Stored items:
--
//! High-water mark detection.
//!
//! Sequences are allocated before commit, so a slow or rolled-back
//! transaction leaves a hole that later commits can overtake. The mark is the
//! highest sequence *S* such that every sequence up to *S* is either committed
//! or known to be permanently lost; async shards never read past it.
//!
//! [`detect`](HighWaterDetector::detect) only advances over contiguous
//! sequences. [`detect_in_safe_zone`](HighWaterDetector::detect_in_safe_zone)
//! additionally jumps over a gap once the mark has been stalled for longer
//! than the stale threshold, and flags the result with `includes_skipping`.

use std::{sync::Arc, time::Duration};

use chrono::{DateTime, Utc};

use crate::store::EventStore;

/// Result of one detection pass.
#[derive(Clone, Copy, Debug, Default, PartialEq, Eq)]
pub struct HighWaterStatistics {
    /// The persisted mark after this pass.
    pub mark: i64,
    /// Highest committed sequence seen by this pass.
    pub highest_sequence: i64,
    /// The persisted mark before this pass.
    pub previous_mark: i64,
    /// When the persisted mark last advanced.
    pub last_updated: Option<DateTime<Utc>>,
    /// The mark was moved over a gap rather than along contiguous sequences.
    pub includes_skipping: bool,
}

impl HighWaterStatistics {
    /// Committed events exist beyond the mark.
    #[must_use]
    pub const fn has_gap(&self) -> bool {
        self.mark < self.highest_sequence
    }

    #[must_use]
    pub const fn advanced(&self) -> bool {
        self.mark > self.previous_mark
    }
}

/// Computes and persists the high-water mark.
#[derive(Debug)]
pub struct HighWaterDetector<S> {
    store: Arc<S>,
    stale_threshold: Duration,
    scan_batch: usize,
}

impl<S: EventStore> HighWaterDetector<S> {
    #[must_use]
    pub fn new(store: Arc<S>, stale_threshold: Duration, scan_batch: usize) -> Self {
        Self {
            store,
            stale_threshold,
            scan_batch: scan_batch.max(1),
        }
    }

    /// Advance the mark over contiguous committed sequences only.
    ///
    /// # Errors
    ///
    /// Propagates backend failures.
    pub async fn detect(&self) -> Result<HighWaterStatistics, S::Error> {
        self.run(false).await
    }

    /// Like [`detect`](Self::detect), but skip to the highest committed
    /// sequence if the mark has not advanced within the stale threshold.
    ///
    /// # Errors
    ///
    /// Propagates backend failures.
    pub async fn detect_in_safe_zone(&self) -> Result<HighWaterStatistics, S::Error> {
        self.run(true).await
    }

    #[tracing::instrument(skip(self))]
    async fn run(&self, safe_zone: bool) -> Result<HighWaterStatistics, S::Error> {
        let previous = self.store.fetch_high_water().await?;
        let previous_mark = previous.map_or(0, |row| row.mark);
        let highest = self.store.highest_sequence().await?;

        let mut candidate = self.contiguous_from(previous_mark, highest).await?;
        let mut includes_skipping = false;

        if safe_zone
            && candidate < highest
            && let Some(row) = previous
            && self.is_stale(row.last_updated)
        {
            tracing::warn!(
                from = candidate,
                to = highest,
                stalled_since = %row.last_updated,
                "high-water mark stalled on a gap, skipping ahead"
            );
            candidate = highest;
            includes_skipping = true;
        }

        let saved = self
            .store
            .save_high_water(candidate, highest, Utc::now())
            .await?;

        let statistics = HighWaterStatistics {
            mark: saved.mark,
            highest_sequence: highest,
            previous_mark,
            last_updated: Some(saved.last_updated),
            includes_skipping,
        };
        if statistics.advanced() {
            tracing::debug!(
                mark = statistics.mark,
                previous = previous_mark,
                highest,
                "high-water mark advanced"
            );
        }
        Ok(statistics)
    }

    /// Walk committed sequences upward from `mark` while they stay contiguous.
    async fn contiguous_from(&self, mark: i64, highest: i64) -> Result<i64, S::Error> {
        let mut mark = mark;
        while mark < highest {
            let batch = self.store.sequences_after(mark, self.scan_batch).await?;
            let full = batch.len() == self.scan_batch;
            for sequence in batch {
                if sequence != mark + 1 {
                    return Ok(mark);
                }
                mark = sequence;
            }
            if !full {
                break;
            }
        }
        Ok(mark)
    }

    fn is_stale(&self, last_updated: DateTime<Utc>) -> bool {
        (Utc::now() - last_updated)
            .to_std()
            .is_ok_and(|elapsed| elapsed > self.stale_threshold)
    }
}

#[cfg(test)]
mod tests {
    use std::sync::Arc;

    use chrono::TimeDelta;

    use super::*;
    use crate::{
        event::{Event, StreamId},
        store::{NewStream, StoreTransaction, inmemory},
    };

    async fn seed(store: &inmemory::Store, count: i64) {
        let mut tx = store.begin().await.unwrap();
        let id = StreamId::from("s");
        tx.insert_stream(&NewStream {
            id: id.clone(),
            tenant_id: "*DEFAULT*".into(),
            aggregate_type: None,
            version: count,
            timestamp: Utc::now(),
        })
        .await
        .unwrap();
        let events: Vec<Event> = (1..=count)
            .map(|version| Event {
                sequence: 0,
                id: uuid::Uuid::new_v4(),
                stream_id: id.clone(),
                version,
                alias: "ping".into(),
                type_name: "Ping".into(),
                data: serde_json::Value::Null,
                timestamp: Utc::now(),
                tenant_id: "*DEFAULT*".into(),
                is_archived: false,
            })
            .collect();
        tx.insert_events(&events).await.unwrap();
        tx.commit().await.unwrap();
    }

    fn detector(store: &inmemory::Store, scan_batch: usize) -> HighWaterDetector<inmemory::Store> {
        HighWaterDetector::new(Arc::new(store.clone()), Duration::from_secs(3), scan_batch)
    }

    #[tokio::test]
    async fn empty_store_has_zero_mark() {
        let store = inmemory::Store::new();
        let stats = detector(&store, 10).detect().await.unwrap();
        assert_eq!(stats.mark, 0);
        assert_eq!(stats.highest_sequence, 0);
        assert!(!stats.includes_skipping);
    }

    #[tokio::test]
    async fn contiguous_sequences_advance_across_scan_batches() {
        let store = inmemory::Store::new();
        seed(&store, 25).await;
        let stats = detector(&store, 4).detect().await.unwrap();
        assert_eq!(stats.mark, 25);
        assert_eq!(stats.previous_mark, 0);
        assert!(!stats.has_gap());
    }

    #[tokio::test]
    async fn gap_holds_the_mark_until_stale() {
        let store = inmemory::Store::new();
        seed(&store, 10).await;
        store.remove_events(&[4, 5, 6]).await;
        let detector = detector(&store, 3);

        let stats = detector.detect().await.unwrap();
        assert_eq!(stats.mark, 3);
        assert_eq!(stats.highest_sequence, 10);

        // Not stale yet: safe zone must not skip.
        let stats = detector.detect_in_safe_zone().await.unwrap();
        assert_eq!(stats.mark, 3);
        assert!(!stats.includes_skipping);

        store
            .set_high_water_updated(Utc::now() - TimeDelta::seconds(10))
            .await;
        let stats = detector.detect_in_safe_zone().await.unwrap();
        assert_eq!(stats.mark, 10);
        assert_eq!(stats.previous_mark, 3);
        assert!(stats.includes_skipping);
    }

    #[tokio::test]
    async fn mark_never_moves_backwards() {
        let store = inmemory::Store::new();
        seed(&store, 5).await;
        let detector = detector(&store, 10);
        assert_eq!(detector.detect().await.unwrap().mark, 5);

        store.remove_events(&[3, 4, 5]).await;
        let stats = detector.detect().await.unwrap();
        assert_eq!(stats.mark, 5);
        assert_eq!(stats.previous_mark, 5);
    }
}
--
--- Assigned task ---
Check each line of the data above for the word "Duration" and say how many lines have it. Give the number alone.

--- Answer area ---
4